76 / 2024-04-10 20:03:25

Molecular dynamics simulation of mechanical properties of graphene-enhanced copper-tungsten alloy contact

copper-tungsten alloy contact,graphene,mechanical properties,molecular dynamics

As Chinese ultra-high voltage AC/DC transmission and transformation systems continue to develop towards higher voltage levels, the existing copper-tungsten alloy electrical contacts have difficulty meeting the mechanical performance requirements of higher voltages, especially in the closing process of circuit breaker contacts. Due to the high-energy arc action, the contacts experience temperature rise, local softening, melting, or even splashing, resulting in more severe post-arc friction and wear, leading to eventual failure of the contacts after multiple closings. Therefore, improving mechanical performance of contacts has become an urgent problem to be solved. Graphene is a two-dimensional material with unique crystalline characteristics, which has attracted extensive attention in the field of reinforced composite materials due to its excellent electrical, thermal, and mechanical properties.
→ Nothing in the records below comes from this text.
//! Seam to the external change-notification system.
//!
//! A `Variant` can be registered with an observer mechanism that lives
//! entirely outside this crate. All this crate stores is a detach-on-drop
//! guard per registration; it never fires notifications itself. The one
//! contract the owner must honor is calling `Variant::clear_connections`
//! (or dropping the variant) before the observer side goes away.

/// Registration guard handed out by the external signal system.
///
/// Dropping the guard runs its detach closure exactly once, unhooking the
/// observer. Guards are deliberately not `Clone`: copying a `Variant` must
/// not duplicate registrations.
pub struct Connection {
    detach: Option<Box<dyn FnOnce() + Send>>,
}

impl Connection {
    pub fn new(detach: impl FnOnce() + Send + 'static) -> Self {
        Self { detach: Some(Box::new(detach)) }
    }
}

impl Drop for Connection {
    fn drop(&mut self) {
        if let Some(detach) = self.detach.take() {
            detach();
        }
    }
}

impl std::fmt::Debug for Connection {
    fn fmt(&self, f: &mut std::fmt::Formatter<'_>) -> std::fmt::Result {
        f.write_str("Connection")
    }
}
Compared with carbon nanotubes with similar intrinsic properties, graphene has a larger specific surface area, which can better enhance the performance of metal-based composite materials. In this study, aiming at the special "pseudo-alloy" structure of copper-tungsten alloy, a composite model of copper-tungsten alloy containing graphene with different mass fractions was constructed based on molecular dynamics simulation. The elastic modulus within the temperature range of 300 K to 3000 K was calculated based on this model to explore the effect of graphene mass fraction on the mechanical properties of the composite material. The results show that the bulk modulus, Young's modulus, and shear modulus of the model doped with graphene are higher than those of CuW80 at each temperature. Taking 0.15wt% graphene doping as an example, at 300 K, the bulk modulus, Young's modulus, and shear modulus of CuW80Gr increased by 41%, 57%, and 60% respectively, while at 3000 K, the bulk modulus, Young's modulus, and shear modulus of CuW80Gr increased by 47%, 99%, and 106% respectively. Moreover, all moduli show a decreasing trend with the increase of graphene mass fraction. The introduction of graphene helps to solve the problem of mechanical performance degradation of circuit breakers due to high temperature during opening and closing processes, and improves the wear resistance of composite materials.